Statistical analysis

After computation of the ex-Gaussian parameters, we assessed the entire sample for outliers, defined as individual values greater or less than 3 times the standard deviation of the mean for the entire sample. One patient with ADHD had an extreme estimation of μ, and 1 healthy control showed an extreme value of τ. Both participants were excluded from all ensuing analyses, reducing sample sizes to 53 patients with ADHD and 50 healthy controls.

We computed an analysis of covariance model to infer significant between-group differences for μ, σ and τ, as well as the “classical” response time parameters mean, standard deviation and coefficient of variation, while adjusting for age, sex, education and estimated IQ. We adjusted the nominal significance of p < 0.05 for multiple t testing using false discovery rate correction;23 that is, p values were sorted in ascending order, ranked, multiplied by the number of tests (6) and then divided by rank number.

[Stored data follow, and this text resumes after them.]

use rayon::prelude::*;
use rayon::{ThreadPool, ThreadPoolBuilder};
use std::any::Any;
use std::panic::{self, AssertUnwindSafe};
use std::time::{Duration, Instant};
use tracing::{debug, error, info};

use super::hasher::PowHasher;
use super::partition::{partition_from, NonceRange};
use super::solution::Candidate;
use super::worker::{MiningWorker, RoundSignals, WorkerOutcome};
use crate::chain::WorkTemplate;
use crate::error::MinerError;

/// Per-thread range used by the benchmark; large enough that only the timer ends it.
const BENCHMARK_RANGE: u64 = 1 << 40;

/// Aggregate of every worker's outcome for one round.
#[derive(Debug, Clone, Default, PartialEq, Eq)]
pub struct RoundReport {
    pub candidate: Option<Candidate>,
    pub hashes: u64,
    pub elapsed: Duration,
    pub failed_workers: usize,
}

impl RoundReport {
    fn from_outcomes(outcomes: Vec<WorkerOutcome>, elapsed: Duration) -> Self {
        let mut report = RoundReport {
            elapsed,
            ..RoundReport::default()
        };
        for outcome in outcomes {
            report.hashes += outcome.hashes();
            match outcome {
                WorkerOutcome::Found { candidate, .. } if report.candidate.is_none() => {
                    report.candidate = Some(candidate);
                }
                WorkerOutcome::Failed => report.failed_workers += 1,
                _ => {}
            }
        }
        report
    }

    pub fn hashrate(&self) -> f64 {
        let secs = self.elapsed.as_secs_f64();
        if secs == 0.0 {
            return 0.0;
        }
        self.hashes as f64 / secs
    }
}

#[derive(Debug, Clone, PartialEq)]
pub struct BenchmarkReport {
    pub threads: usize,
    pub hashes: u64,
    pub elapsed: Duration,
}

impl BenchmarkReport {
    pub fn hashrate(&self) -> f64 {
        let secs = self.elapsed.as_secs_f64();
        if secs == 0.0 {
            return 0.0;
        }
        self.hashes as f64 / secs
    }

    pub fn per_thread_hashrate(&self) -> f64 {
        self.hashrate() / self.threads.max(1) as f64
    }
}

/// Fixed-size pool of search threads.
pub struct MiningEngine<H> {
    threads: usize,
    pool: ThreadPool,
    hasher: H,
}

impl<H: PowHasher> MiningEngine<H> {
    pub fn new(threads: usize, hasher: H) -> Result<Self, MinerError> {
        if threads == 0 {
            return Err(MinerError::WorkerPool("thread count must be at least 1".to_string()));
        }
        let pool = ThreadPoolBuilder::new()
            .num_threads(threads)
            .thread_name(|i| format!("veco-worker-{i}"))
            .build()
            .map_err(|e| MinerError::WorkerPool(e.to_string()))?;

        info!("Mining engine ready with {} worker threads", threads);
        Ok(Self {
            threads,
            pool,
            hasher,
        })
    }

    pub fn threads(&self) -> usize {
        self.threads
    }

    /// Run one worker per range and wait for all of them.
    ///
    /// Blocks the calling thread until every worker has finished, been
    /// cancelled, or yielded to a winner.
    pub fn search(
        &self,
        template: &WorkTemplate,
        ranges: Vec<NonceRange>,
        signals: &RoundSignals,
    ) -> RoundReport {
        let start_time = Instant::now();
        let hasher = &self.hasher;

        debug!(
            "Dispatching {} ranges on template {}",
            ranges.len(),
            template.id
        );

        let outcomes: Vec<WorkerOutcome> = self.pool.install(|| {
            ranges
                .into_par_iter()
                .map(|range| {
                    let worker = MiningWorker::new(range, signals);
                    match panic::catch_unwind(AssertUnwindSafe(|| worker.mine(template, hasher))) {
                        Ok(outcome) => outcome,
                        Err(payload) => {
                            error!("Worker {} panicked: {}", range.worker, panic_message(&*payload));
                            WorkerOutcome::Failed
                        }
                    }
                })
                .collect()
        });

        RoundReport::from_outcomes(outcomes, start_time.elapsed())
    }

    /// Hash synthetic work on every thread for `duration`.
    pub fn benchmark(&self, duration: Duration) -> Result<BenchmarkReport, MinerError> {
        let template = WorkTemplate::benchmark()?;
        let ranges = partition_from(0, self.threads, BENCHMARK_RANGE).ok_or(
            MinerError::SearchSpaceExhausted {
                template: template.id,
            },
        )?;
        let signals = RoundSignals::new();

        info!(
            "Benchmarking {} threads for {:?}",
            self.threads, duration
        );

        let report = std::thread::scope(|scope| {
            scope.spawn(|| {
                std::thread::sleep(duration);
                signals.cancel();
            });
            self.search(&template, ranges, &signals)
        });

        let report = BenchmarkReport {
            threads: self.threads,
            hashes: report.hashes,
            elapsed: report.elapsed,
        };
        info!(
            "Benchmark: {:.2} H/s total, {:.2} H/s per thread",
            report.hashrate(),
            report.per_thread_hashrate()
        );
        Ok(report)
    }
}

fn panic_message(payload: &(dyn Any + Send)) -> String {
    if let Some(s) = payload.downcast_ref::<&str>() {
        (*s).to_string()
    } else if let Some(s) = payload.downcast_ref::<String>() {
        s.clone()
    } else {
        "unknown panic".to_string()
    }
}
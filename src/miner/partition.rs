//! Splitting a template's search space across workers.
//!
//! Work is addressed by a 64-bit work index: the low 32 bits are the header
//! nonce and the high 32 bits select the coinbase extra-nonce. Walking the
//! index space therefore rolls the extra-nonce (and with it the merkle root)
//! each time the header nonce space is used up.

use crate::chain::{TemplateId, WorkTemplate};
use crate::error::MinerError;

/// Contiguous slice of work indices assigned to one worker for one round.
#[derive(Debug, Clone, Copy, PartialEq, Eq)]
pub struct NonceRange {
    pub worker: usize,
    /// First work index, inclusive
    pub start: u64,
    /// Exclusive
    pub end: u64,
}

impl NonceRange {
    pub fn len(&self) -> u64 {
        self.end - self.start
    }

    pub fn is_empty(&self) -> bool {
        self.start >= self.end
    }

    pub fn overlaps(&self, other: &NonceRange) -> bool {
        self.start < other.end && other.start < self.end
    }
}

/// Split a work index into (extra-nonce, header nonce).
pub fn split_index(index: u64) -> (u64, u32) {
    (index >> 32, index as u32)
}

pub fn work_index(extra_nonce: u64, nonce: u32) -> u64 {
    (extra_nonce << 32) | u64::from(nonce)
}

/// Lay out `thread_count` back-to-back ranges of `iterations` indices starting at `cursor`.
///
/// Returns `None` if the ranges would run past the end of the index space.
pub fn partition_from(cursor: u64, thread_count: usize, iterations: u64) -> Option<Vec<NonceRange>> {
    let total = iterations.checked_mul(thread_count as u64)?;
    cursor.checked_add(total)?;

    Some(
        (0..thread_count)
            .map(|worker| {
                let start = cursor + worker as u64 * iterations;
                NonceRange {
                    worker,
                    start,
                    end: start + iterations,
                }
            })
            .collect(),
    )
}

/// Hands out fresh ranges per round, continuing where the last round on the
/// same template stopped.
#[derive(Debug, Default)]
pub struct NoncePartitioner {
    template: Option<TemplateId>,
    cursor: u64,
}

impl NoncePartitioner {
    pub fn new() -> Self {
        Self::default()
    }

    /// Next unassigned work index for the current template.
    pub fn cursor(&self) -> u64 {
        self.cursor
    }

    pub fn partition(
        &mut self,
        template: &WorkTemplate,
        thread_count: usize,
        iterations_per_thread: u64,
    ) -> Result<Vec<NonceRange>, MinerError> {
        if self.template != Some(template.id) {
            self.template = Some(template.id);
            self.cursor = 0;
        }

        let ranges = partition_from(self.cursor, thread_count, iterations_per_thread)
            .ok_or(MinerError::SearchSpaceExhausted {
                template: template.id,
            })?;

        if let Some(last) = ranges.last() {
            self.cursor = last.end;
        }
        Ok(ranges)
    }
}
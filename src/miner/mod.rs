pub mod engine;
pub mod hasher;
pub mod partition;
pub mod solution;
pub mod worker;

pub use engine::{BenchmarkReport, MiningEngine, RoundReport};
pub use hasher::{PowHasher, Sha256d};
pub use partition::{NonceRange, NoncePartitioner};
pub use solution::Candidate;
pub use worker::{RoundSignals, WorkerOutcome};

Next, we performed multiple regression analyses to examine the association between the ex-Gaussian parameter τ and averaged FA values that had shown significant differences between adults with ADHD and healthy controls in the group comparison of DTI images. We performed regression analysis controlling for age, sex, education and estimated IQ; we conducted analyses separately for each group to address the specificity of results.

Finally, we used exploratory correlation analyses to assess whether τ, averaged FA values or both showed any association with clinical parameters obtained in the CAARS. Again, we performed these analyses within each group to address the specificity of the results. The results of the initial correlation analysis were deemed interesting for further multiple regression analysis when 2 predictions were fulfilled in combination: a negative correlation between individual averaged FA values and individual scores from the CAARS. The same scale also needed to show a positive correlation with RTV as expressed by τ. Given the directionality of relationships, we set the level of exploratory significance at p < 0.05, 1-tailed. In cases where these prerequisites were fulfilled (i.e., in cases of an initially interesting result), we investigated the putative association further, using multiple regression analysis with 1 of each of the predictors (τ, averaged FA values) combined with the covariates age, sex, education and estimated IQ.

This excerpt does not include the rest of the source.